Funds necessary to carry on operations at the Clewiston plant have been arranged for, Mr. Bishop said. The mill will be started with a capacity of 4000 tons a day.
"Everything is working out nicely." Mr Bishop said, "and the money necessary to carry on the operations until the harvest has been arranged for."
New Machinery Tested
"The number of men to be employed will depend largely upon experiments with the new harvesting machinery," Mr. Bishop said. "We have been experimenting with new types of harvesting machinery for some time."
The year's crop is the largest since operations were started in the Clewiston area, he added, and manufacturers will be helped by upward reaction in the sugar market.
Operations at Clewiston were suspended early this year when financial difficulties developed and the mill went into the hands of a receiver.
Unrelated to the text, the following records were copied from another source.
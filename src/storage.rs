use chrono::Local;
use log::{debug, info, warn};

use crate::{
    format_timestamp, next_note_id, Category, KeyValueStore, Note, PersistenceAdapter, Result,
    ValidationError, DEFAULT_DATE_FORMAT,
};

/// Owns the diary's notes, newest first, and mirrors every change to storage.
///
/// Mutations are validated before anything changes: an empty text or an unknown
/// id returns a `ValidationError` and neither memory nor storage is touched.
/// When the write to storage itself fails the in-memory change has already been
/// applied, so the two may disagree until the next successful save.
pub struct NoteStore<S: KeyValueStore> {
    /// Notes in display order, newest first
    notes: Vec<Note>,

    /// Where every mutation is written
    persistence: PersistenceAdapter<S>,

    /// chrono format used for the `date` of new notes
    date_format: String,
}

impl<S: KeyValueStore> NoteStore<S> {
    /// Loads the stored collection and wraps it in a store.
    ///
    /// # Arguments
    ///
    /// * `persistence` - Adapter over the durable key-value store
    ///
    /// # Returns
    ///
    /// The store, or `CorruptStore` if the saved notes cannot be decoded
    pub fn open(persistence: PersistenceAdapter<S>) -> Result<Self> {
        let notes = persistence.load_notes()?;
        Ok(Self {
            notes,
            persistence,
            date_format: DEFAULT_DATE_FORMAT.to_string(),
        })
    }

    /// Overrides the format used for creation dates
    pub fn with_date_format(mut self, format: impl Into<String>) -> Self {
        self.date_format = format.into();
        self
    }

    pub fn notes(&self) -> &[Note] {
        &self.notes
    }

    pub fn get(&self, id: i64) -> Option<&Note> {
        self.notes.iter().find(|n| n.id == id)
    }

    pub fn len(&self) -> usize {
        self.notes.len()
    }

    pub fn is_empty(&self) -> bool {
        self.notes.is_empty()
    }

    pub fn persistence(&self) -> &PersistenceAdapter<S> {
        &self.persistence
    }

    pub fn persistence_mut(&mut self) -> &mut PersistenceAdapter<S> {
        &mut self.persistence
    }

    /// Adds a note at the front of the collection and persists the collection.
    pub fn create(&mut self, text: &str, category: Category) -> Result<Note> {
        let text = text.trim();
        if text.is_empty() {
            debug!("Ignoring create with empty text");
            return Err(ValidationError::EmptyText.into());
        }

        let now = Local::now();
        let id = next_note_id(now.timestamp_millis(), &self.notes);
        let note = Note::new(
            id,
            text.to_string(),
            format_timestamp(&now, &self.date_format),
            category,
        );

        self.notes.insert(0, note.clone());
        info!("Created note {} ({})", note.id, note.category);
        self.persist()?;
        Ok(note)
    }

    /// Replaces text and category of the note with `id`; its id, date and position stay.
    pub fn update(&mut self, id: i64, text: &str, category: Category) -> Result<Note> {
        let text = text.trim();
        if text.is_empty() {
            debug!("Ignoring update of {} with empty text", id);
            return Err(ValidationError::EmptyText.into());
        }

        let Some(note) = self.notes.iter_mut().find(|n| n.id == id) else {
            debug!("Ignoring update of unknown note {}", id);
            return Err(ValidationError::NotFound { id }.into());
        };

        note.text = text.to_string();
        note.category = category;
        let updated = note.clone();

        info!("Updated note {}", id);
        self.persist()?;
        Ok(updated)
    }

    /// Removes the note with `id` and persists the collection.
    pub fn delete(&mut self, id: i64) -> Result<Note> {
        let Some(position) = self.notes.iter().position(|n| n.id == id) else {
            debug!("Ignoring delete of unknown note {}", id);
            return Err(ValidationError::NotFound { id }.into());
        };

        let removed = self.notes.remove(position);
        info!("Deleted note {}", id);
        self.persist()?;
        Ok(removed)
    }

    fn persist(&mut self) -> Result<()> {
        self.persistence.save_notes(&self.notes).map_err(|e| {
            warn!("In-memory notes are ahead of storage: {}", e);
            e
        })
    }
}
//! Small helpers shared by the store and the CLI: dates, ids and previews.
use std::fmt::Write;

use chrono::{
    format::{Item, StrftimeItems},
    DateTime, TimeZone,
};
use log::warn;

use crate::{DiaryError, Note, Result};

/// Default creation-date rendering, e.g. "3/7/2025 9:05:12 PM"
pub const DEFAULT_DATE_FORMAT: &str = "%-m/%-d/%Y %-I:%M:%S %p";

/// Rejects strftime strings chrono cannot render
pub fn validate_date_format(format: &str) -> Result<()> {
    if StrftimeItems::new(format).any(|item| matches!(item, Item::Error)) {
        return Err(DiaryError::ConfigError {
            message: format!("Invalid date format: '{}'", format),
        });
    }
    Ok(())
}

/// Renders `time` with `format`, falling back to the default format if `format` is invalid
pub fn format_timestamp<Tz>(time: &DateTime<Tz>, format: &str) -> String
where
    Tz: TimeZone,
    Tz::Offset: std::fmt::Display,
{
    let mut out = String::new();
    if validate_date_format(format).is_ok() && write!(out, "{}", time.format(format)).is_ok() {
        return out;
    }

    warn!("Falling back to default date format (got '{}')", format);
    out.clear();
    // the default format is static and valid
    let _ = write!(out, "{}", time.format(DEFAULT_DATE_FORMAT));
    out
}

/// Picks an id for a new note: the creation time in milliseconds, bumped past
/// the largest existing id when the clock has not moved on.
pub fn next_note_id(now_millis: i64, notes: &[Note]) -> i64 {
    match notes.iter().map(|n| n.id).max() {
        Some(max_id) if max_id >= now_millis => max_id + 1,
        _ => now_millis,
    }
}

/// Generate a single-line preview for compact listings
pub fn content_preview(content: &str, max_chars: usize) -> String {
    let first_line = content
        .lines()
        .find(|line| !line.trim().is_empty())
        .unwrap_or("")
        .trim();

    if first_line.chars().count() <= max_chars {
        first_line.to_string()
    } else {
        let cut: String = first_line.chars().take(max_chars).collect();
        format!("{}...", cut)
    }
}
//! Export of the whole diary as a tabular PDF document.
//!
//! Export is split in two: `TableDocument::from_notes` turns the collection into
//! a title, a header row and body rows, and a `TabularRenderer` turns that table
//! into file bytes. `PdfRenderer` is the printpdf-backed renderer used by the CLI.
use std::{
    fs,
    io::Write,
    path::{Path, PathBuf},
};

use log::{debug, error, info, warn};
use printpdf::{
    BuiltinFont, Color, IndirectFontRef, Line, Mm, PdfDocument, PdfLayerReference, Point, Rgb,
};
use tempfile::NamedTempFile;

use crate::{DiaryError, Note, Result};

/// Title printed above the table
pub const EXPORT_TITLE: &str = "My Personal Diary";

/// File name used when no output path is given
pub const DEFAULT_EXPORT_FILE: &str = "diary.pdf";

/// Column headings, in body cell order
pub const EXPORT_HEADER: [&str; 3] = ["Date", "Category", "Content"];

/// A titled table ready for rendering
#[derive(Debug, Clone, PartialEq, Eq)]
pub struct TableDocument {
    pub title: String,
    pub header: Vec<String>,
    pub rows: Vec<Vec<String>>,
}

impl TableDocument {
    /// One `[date, category, text]` row per note, in collection order
    pub fn from_notes(notes: &[Note]) -> Self {
        Self {
            title: EXPORT_TITLE.to_string(),
            header: EXPORT_HEADER.iter().map(|h| h.to_string()).collect(),
            rows: notes
                .iter()
                .map(|note| {
                    vec![
                        note.date.clone(),
                        note.category.to_string(),
                        note.text.clone(),
                    ]
                })
                .collect(),
        }
    }
}

/// Turns a `TableDocument` into the bytes of a file
pub trait TabularRenderer {
    fn render(&self, table: &TableDocument) -> Result<Vec<u8>>;
}

/// Writes the full collection (not a filtered view) to `path`.
///
/// An empty collection returns `NothingToExport` and writes nothing. Any failure
/// while rendering or writing returns `ExportFailed`; the file is written through
/// a temporary sibling, so a failed export never leaves a partial document.
pub fn export_document<R: TabularRenderer>(
    notes: &[Note],
    renderer: &R,
    path: &Path,
) -> Result<PathBuf> {
    if notes.is_empty() {
        warn!("Export requested with no notes");
        return Err(DiaryError::NothingToExport);
    }

    let table = TableDocument::from_notes(notes);
    let bytes = renderer.render(&table).map_err(|e| {
        error!("PDF Logic Error: {}", e);
        export_failed(e)
    })?;

    write_atomically(path, &bytes).map_err(|e| {
        error!("Failed to write export to {}: {}", path.display(), e);
        export_failed(e)
    })?;

    info!("Exported {} notes to {}", notes.len(), path.display());
    Ok(path.to_path_buf())
}

fn export_failed(e: DiaryError) -> DiaryError {
    match e {
        DiaryError::ExportFailed { .. } => e,
        other => DiaryError::ExportFailed {
            message: other.to_string(),
        },
    }
}

fn write_atomically(path: &Path, bytes: &[u8]) -> Result<()> {
    let dir = match path.parent() {
        Some(parent) if !parent.as_os_str().is_empty() => parent.to_path_buf(),
        _ => PathBuf::from("."),
    };
    if !dir.exists() {
        fs::create_dir_all(&dir).map_err(|_| DiaryError::DirectoryError { path: dir.clone() })?;
    }

    let mut temp_file = NamedTempFile::new_in(&dir)?;
    temp_file.write_all(bytes)?;
    temp_file.flush()?;
    temp_file
        .persist(path)
        .map_err(|e| DiaryError::Io(e.error))?;
    Ok(())
}

/// Page and table geometry for `PdfRenderer`, in millimetres and points
#[derive(Debug, Clone)]
pub struct PdfLayout {
    pub page_width: f32,
    pub page_height: f32,
    pub margin: f32,
    /// Distance from the top edge to the table on the first page
    pub table_start: f32,
    /// Distance from the top edge to the title baseline
    pub title_top: f32,
    pub title_size: f32,
    pub body_size: f32,
    pub cell_padding: f32,
    /// Widths of the columns; when the count does not match the header the
    /// usable width is split evenly
    pub column_widths: Vec<f32>,
}

impl Default for PdfLayout {
    fn default() -> Self {
        // A4 portrait
        Self {
            page_width: 210.0,
            page_height: 297.0,
            margin: 14.0,
            table_start: 30.0,
            title_top: 20.0,
            title_size: 18.0,
            body_size: 10.0,
            cell_padding: 1.8,
            column_widths: vec![45.0, 28.0, 109.0],
        }
    }
}

impl PdfLayout {
    fn widths_for(&self, columns: usize) -> Vec<f32> {
        if self.column_widths.len() == columns {
            return self.column_widths.clone();
        }
        let usable = self.page_width - 2.0 * self.margin;
        vec![usable / columns.max(1) as f32; columns]
    }

    /// Height of one text line in mm
    fn line_height(&self) -> f32 {
        self.body_size * PT_TO_MM * 1.25
    }

    /// Height of a row holding `lines` lines of text
    fn row_height(&self, lines: usize) -> f32 {
        lines as f32 * self.line_height() + 2.0 * self.cell_padding
    }

    /// Room for text inside a cell of `width` mm
    pub fn text_width(&self, width: f32) -> f32 {
        (width - 2.0 * self.cell_padding).max(0.0)
    }

    /// Lines of text that fit in a row whose top is `cursor` mm from the top edge
    fn lines_fitting(&self, cursor: f32) -> usize {
        let room = self.page_height - self.margin - cursor - 2.0 * self.cell_padding;
        if room <= 0.0 {
            return 0;
        }
        (room / self.line_height()).floor() as usize
    }
}
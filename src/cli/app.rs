//! CLI module for the diarynotes application
//!
//! This module handles the command-line interface for interacting with the
//! note store.
use std::{
    io::{stdin, stdout, Write},
    path::PathBuf,
};

use console::{style, Color};
use log::{debug, info};

use crate::{
    content_preview, export_document, Action, AppState, Category, CategoryFilter, Commands,
    Config, DiaryError, DisplayMode, KeyValueStore, Note, NoteStore, PdfRenderer, Result,
};

/// CLI Application handler - processes CLI commands and interfaces with NoteStore
pub struct App<S: KeyValueStore> {
    /// The note store backend
    store: NoteStore<S>,

    /// Display state driving every mutation
    state: AppState,

    /// Application configuration
    config: Config,

    /// Where `config --reset` writes
    config_path: PathBuf,

    /// Whether to display verbose output
    verbose: bool,
}

impl<S: KeyValueStore> App<S> {
    /// Create a new CLI application with the given store and config
    pub fn new(store: NoteStore<S>, config: Config, config_path: PathBuf, verbose: bool) -> Result<Self> {
        let state = AppState::load(&store)?;
        Ok(Self {
            store,
            state,
            config,
            config_path,
            verbose,
        })
    }

    pub fn store(&self) -> &NoteStore<S> {
        &self.store
    }

    pub fn state(&self) -> &AppState {
        &self.state
    }

    /// Run the CLI application with the given command
    pub fn run(&mut self, command: Commands) -> Result<()> {
        match command {
            Commands::Add { text, category } => self.handle_add(text, category)?,

            Commands::Edit { id, text, category } => self.handle_edit(id, text, category)?,

            Commands::Delete { id, force } => self.handle_delete(id, force)?,

            Commands::List {
                search,
                filter,
                json,
            } => self.handle_list(search, filter, json)?,

            Commands::Export { output } => self.handle_export(output)?,

            Commands::Theme {
                toggle,
                dark,
                light,
            } => self.handle_theme(toggle, dark, light)?,

            Commands::Config { show, reset } => self.handle_config(show, reset)?,
        }

        Ok(())
    }

    /// Validation failures are silent unless strict validation is configured
    fn soften(&self, result: Result<()>) -> Result<bool> {
        match result {
            Ok(()) => Ok(true),
            Err(e) if e.is_validation() && !self.config.strict_validation => {
                debug!("Ignored: {}", e);
                Ok(false)
            }
            Err(e) => Err(e),
        }
    }

    fn apply(&mut self, action: Action) -> Result<()> {
        self.state.apply(action, &mut self.store)
    }

    fn handle_add(&mut self, text: String, category: String) -> Result<()> {
        let category: Category = category.parse()?;
        self.apply(Action::SelectCategory(category))?;
        self.apply(Action::SetInput(text))?;

        let result = self.apply(Action::Submit);
        if self.soften(result)? {
            if let Some(note) = self.store.notes().first() {
                println!("Note created with ID: {}", note.id);
            }
        }
        Ok(())
    }

    fn handle_edit(&mut self, id: i64, text: String, category: Option<String>) -> Result<()> {
        let category = category.map(|c| c.parse::<Category>()).transpose()?;

        let result = self.apply(Action::StartEdit(id));
        if !self.soften(result)? {
            return Ok(());
        }

        self.apply(Action::SetInput(text))?;
        if let Some(category) = category {
            self.apply(Action::SelectCategory(category))?;
        }

        let result = self.apply(Action::Submit);
        if self.soften(result)? {
            println!("Note {} updated successfully", id);
        } else {
            self.apply(Action::CancelEdit)?;
        }
        Ok(())
    }

    fn handle_delete(&mut self, id: i64, force: bool) -> Result<()> {
        if !force {
            if let Some(note) = self.store.get(id) {
                println!("You are about to delete the following note:");
                println!("ID:       {}", note.id);
                println!("Category: {}", note.category);
                println!("Created:  {}", note.date);
                println!("\n{}", content_preview(&note.text, 100));

                print!("\nAre you sure you want to delete this note? [y/N]: ");
                stdout().flush()?;

                let mut input = String::new();
                stdin().read_line(&mut input)?;

                let input = input.trim().to_lowercase();
                if input != "y" && input != "yes" {
                    println!("Deletion cancelled.");
                    return Ok(());
                }
            }
        }

        let result = self.apply(Action::Delete(id));
        if self.soften(result)? {
            println!("Note {} has been permanently deleted.", id);
        }
        Ok(())
    }

    /// List notes matching the search term and category filter
    fn handle_list(&mut self, search: String, filter: String, json: bool) -> Result<()> {
        let filter: CategoryFilter = filter.parse()?;
        self.apply(Action::SetSearch(search))?;
        self.apply(Action::SetFilter(filter))?;

        let notes = self.state.visible_notes(&self.store);
        if json {
            println!("{}", serde_json::to_string_pretty(&notes)?);
            return Ok(());
        }

        if notes.is_empty() {
            println!("{}", style("No notes found.").dim());
            return Ok(());
        }

        self.display_notes_text(&notes);
        println!(
            "\n{} of {} note{}",
            notes.len(),
            self.store.len(),
            if self.store.len() == 1 { "" } else { "s" }
        );
        Ok(())
    }

    /// Display notes in text format
    fn display_notes_text(&self, notes: &[&Note]) {
        // Use terminal width for formatting if available
        let term_width = terminal_size::terminal_size()
            .map(|(w, _)| w.0 as usize)
            .unwrap_or(80);
        let dark = self.state.display_mode.is_dark();

        for (i, note) in notes.iter().enumerate() {
            if i > 0 {
                println!("{}", style("-".repeat(term_width.min(50))).dim());
            }

            let tag = style(format!("[{}]", note.category))
                .fg(category_color(note.category, dark))
                .bold();
            println!("{} {}", tag, note.text);

            let footer = format!("#{}  {}", note.id, note.date);
            if self.verbose || dark {
                println!("{}", style(footer).dim());
            } else {
                println!("{}", style(footer).black().bright());
            }
        }
    }

    fn handle_export(&mut self, output: Option<PathBuf>) -> Result<()> {
        let path = output.unwrap_or_else(|| self.config.export_file.clone());

        match export_document(self.store.notes(), &PdfRenderer::default(), &path) {
            Ok(path) => {
                println!("Exported {} notes to {}", self.store.len(), path.display());
                Ok(())
            }
            Err(DiaryError::NothingToExport) => {
                println!(
                    "{} {}",
                    style("Warning:").yellow().bold(),
                    DiaryError::NothingToExport
                );
                Ok(())
            }
            Err(e) => Err(e),
        }
    }

    fn handle_theme(&mut self, toggle: bool, dark: bool, light: bool) -> Result<()> {
        let wanted = match (toggle, dark, light) {
            (true, _, _) => Some(self.state.display_mode.toggled()),
            (_, true, _) => Some(DisplayMode::Dark),
            (_, _, true) => Some(DisplayMode::Light),
            _ => None,
        };

        if let Some(mode) = wanted {
            if mode != self.state.display_mode {
                self.apply(Action::ToggleDisplayMode)?;
                info!("Display mode set to {}", mode);
            }
        }

        println!("Display mode: {}", self.state.display_mode);
        Ok(())
    }

    fn handle_config(&mut self, show: bool, reset: bool) -> Result<()> {
        if reset {
            self.config = Config::default();
            self.config.save(&self.config_path)?;
            println!("Configuration reset: {}", self.config_path.display());
        }

        if show || !reset {
            println!("Config file:       {}", self.config_path.display());
            println!("Data directory:    {}", self.config.data_dir.display());
            println!("Export file:       {}", self.config.export_file.display());
            println!("Date format:       {}", self.config.date_format);
            println!("Strict validation: {}", self.config.strict_validation);
        }
        Ok(())
    }
}

fn category_color(category: Category, dark: bool) -> Color {
    match (category, dark) {
        (Category::General, false) => Color::Blue,
        (Category::General, true) => Color::Cyan,
        (Category::Work, _) => Color::Yellow,
        (Category::Health, _) => Color::Green,
        (Category::Love, _) => Color::Magenta,
    }
}
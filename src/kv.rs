//! String-keyed durable storage.
//!
//! The persistence layer only needs `get`/`set` on string keys, so the backing
//! store can be swapped between memory (tests, embedding) and files on disk.
use std::{
    collections::HashMap,
    fs,
    io::Write,
    path::{Path, PathBuf},
};

use log::{debug, error, trace};
use tempfile::NamedTempFile;

use crate::{DiaryError, Result};

/// Minimal key-value interface over string keys and string values
pub trait KeyValueStore {
    /// Returns the value stored under `key`, or `None` if the key was never written
    fn get(&self, key: &str) -> Result<Option<String>>;

    /// Stores `value` under `key`, overwriting any prior value
    fn set(&mut self, key: &str, value: &str) -> Result<()>;

    /// Removes `key`. Removing a missing key is not an error.
    fn remove(&mut self, key: &str) -> Result<()>;
}

/// In-memory store, lost when dropped
#[derive(Debug, Default, Clone)]
pub struct MemoryStore {
    entries: HashMap<String, String>,
}

impl MemoryStore {
    pub fn new() -> Self {
        Self::default()
    }
}

impl KeyValueStore for MemoryStore {
    fn get(&self, key: &str) -> Result<Option<String>> {
        Ok(self.entries.get(key).cloned())
    }

    fn set(&mut self, key: &str, value: &str) -> Result<()> {
        self.entries.insert(key.to_string(), value.to_string());
        Ok(())
    }

    fn remove(&mut self, key: &str) -> Result<()> {
        self.entries.remove(key);
        Ok(())
    }
}

/// Directory-backed store: every key lives in `<dir>/<key>.json`
#[derive(Debug, Clone)]
pub struct FileStore {
    dir: PathBuf,
}

impl FileStore {
    /// Creates a store rooted at `dir`. The directory is created on first write.
    pub fn new(dir: impl Into<PathBuf>) -> Self {
        Self { dir: dir.into() }
    }

    pub fn dir(&self) -> &Path {
        &self.dir
    }

    /// Helper method to get the file path for a key
    fn key_path(&self, key: &str) -> Result<PathBuf> {
        let valid = !key.is_empty()
            && key
                .chars()
                .all(|c| c.is_ascii_alphanumeric() || c == '-' || c == '_');
        if !valid {
            return Err(DiaryError::ConfigError {
                message: format!("Invalid storage key: '{}'", key),
            });
        }
        Ok(self.dir.join(format!("{}.json", key)))
    }

    fn ensure_dir(&self) -> Result<()> {
        if !self.dir.exists() {
            debug!("Creating storage directory: {}", self.dir.display());
            fs::create_dir_all(&self.dir).map_err(|e| {
                error!("Failed to create storage directory: {}", e);
                DiaryError::DirectoryError {
                    path: self.dir.clone(),
                }
            })?;
        }
        Ok(())
    }
}

impl KeyValueStore for FileStore {
    fn get(&self, key: &str) -> Result<Option<String>> {
        let path = self.key_path(key)?;
        if !path.exists() {
            trace!("No stored value for key '{}'", key);
            return Ok(None);
        }

        let value = fs::read_to_string(&path).map_err(|e| {
            error!("Failed to read {}: {}", path.display(), e);
            DiaryError::Io(e)
        })?;
        Ok(Some(value))
    }

    /// Writes through a temporary file in the same directory, then renames it
    /// over the target so a crash never leaves a half-written value.
    fn set(&mut self, key: &str, value: &str) -> Result<()> {
        let path = self.key_path(key)?;
        self.ensure_dir()?;

        let mut temp_file = NamedTempFile::new_in(&self.dir).map_err(|e| {
            error!("Failed to create temporary file: {}", e);
            DiaryError::Io(e)
        })?;

        temp_file.write_all(value.as_bytes()).map_err(|e| {
            error!("Failed to write to temporary file: {}", e);
            DiaryError::Io(e)
        })?;
        temp_file.flush()?;

        temp_file.persist(&path).map_err(|e| {
            error!("Failed to persist file {}: {}", path.display(), e.error);
            DiaryError::Io(e.error)
        })?;

        trace!("Stored {} bytes under key '{}'", value.len(), key);
        Ok(())
    }

    fn remove(&mut self, key: &str) -> Result<()> {
        let path = self.key_path(key)?;
        if path.exists() {
            fs::remove_file(&path)?;
            debug!("Removed stored key '{}'", key);
        }
        Ok(())
    }
}
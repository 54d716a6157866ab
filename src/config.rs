use std::{
    fs,
    path::{Path, PathBuf},
};

use directories::ProjectDirs;
use log::{debug, error, info};
use serde::{Deserialize, Serialize};

use crate::{validate_date_format, DiaryError, Result, DEFAULT_DATE_FORMAT, DEFAULT_EXPORT_FILE};

const CONFIG_FILE: &str = "config.json";

/// Application configuration settings.
#[derive(Debug, Serialize, Deserialize, Clone, PartialEq)]
#[serde(default)]
pub struct Config {
    /// Directory holding the stored notes and display flag
    pub data_dir: PathBuf,

    /// Where `export` writes when no output path is given
    pub export_file: PathBuf,

    /// chrono format string for note creation dates
    pub date_format: String,

    /// Report empty-text and unknown-id rejections instead of ignoring them
    pub strict_validation: bool,
}

impl Default for Config {
    fn default() -> Self {
        let data_dir = project_dirs()
            .map(|dirs| dirs.data_dir().to_path_buf())
            .unwrap_or_else(|| PathBuf::from(".diarynotes"));

        Self {
            data_dir,
            export_file: PathBuf::from(DEFAULT_EXPORT_FILE),
            date_format: DEFAULT_DATE_FORMAT.to_string(),
            strict_validation: false,
        }
    }
}

fn project_dirs() -> Option<ProjectDirs> {
    ProjectDirs::from("", "", "diarynotes")
}

impl Config {
    /// Platform config file location, e.g. `~/.config/diarynotes/config.json`
    pub fn default_path() -> Result<PathBuf> {
        project_dirs()
            .map(|dirs| dirs.config_dir().join(CONFIG_FILE))
            .ok_or_else(|| DiaryError::ConfigError {
                message: "Could not determine a home directory for the config file".to_string(),
            })
    }

    /// Loads the config at `path`; a missing file gives the defaults.
    pub fn load(path: &Path) -> Result<Self> {
        if !path.exists() {
            debug!("No config at {}, using defaults", path.display());
            return Ok(Self::default());
        }

        let raw = fs::read_to_string(path)?;
        let config: Config = serde_json::from_str(&raw).map_err(|e| {
            error!("Malformed config {}: {}", path.display(), e);
            DiaryError::ConfigError {
                message: format!("{}: {}", path.display(), e),
            }
        })?;
        config.validate()?;

        info!("Loaded config from {}", path.display());
        Ok(config)
    }

    pub fn save(&self, path: &Path) -> Result<()> {
        if let Some(parent) = path.parent() {
            if !parent.as_os_str().is_empty() && !parent.exists() {
                fs::create_dir_all(parent).map_err(|_| DiaryError::DirectoryError {
                    path: parent.to_path_buf(),
                })?;
            }
        }
        fs::write(path, serde_json::to_string_pretty(self)?)?;
        info!("Saved config to {}", path.display());
        Ok(())
    }

    pub fn validate(&self) -> Result<()> {
        validate_date_format(&self.date_format)
    }
}
//! Personal diary library
//!
//! This library provides a categorized note collection with create, edit and
//! delete operations, case-insensitive search with a category filter,
//! key-value persistence and PDF table export.

mod cli;
mod config;
mod errors;
mod export;
mod helper;
mod kv;
mod note;
mod persistence;
mod query;
mod state;
mod storage;
mod types;

// Re-export key components
pub use cli::*;
pub use config::*;
pub use errors::*;
pub use export::*;
pub use helper::*;
pub use kv::*;
pub use note::*;
pub use persistence::*;
pub use query::*;
pub use state::*;
pub use storage::*;
pub use types::*;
Refinancing negtoiations have been carried on for several months and their successful termination resulted in the announcement today.
Four Clewiston Buildings Burn
Dec 7 1933 Tampa Tribune-Special CLEWISTON Fire originating from an undetermined cause in the ice plant of the Florida Power & Light company here today destroyed four business buildings with a loss estimated at nearly $20,000. Part of the loss ws covered by insurance.
The ice plant, which was not at the time in use; the Clewiston Fish company plant; the Clewiston company shop and the seed and feed warehouse of the Clewiston Drug company were destroyed. little of the contents of any of the buildings, except the feed and seed warehouse was saved.
The Moore Haven fire department was called but arrived too late to be of material asistance. Employees of a local contracting company rigged up a pumping outfit and prevemted further spread of the blaze.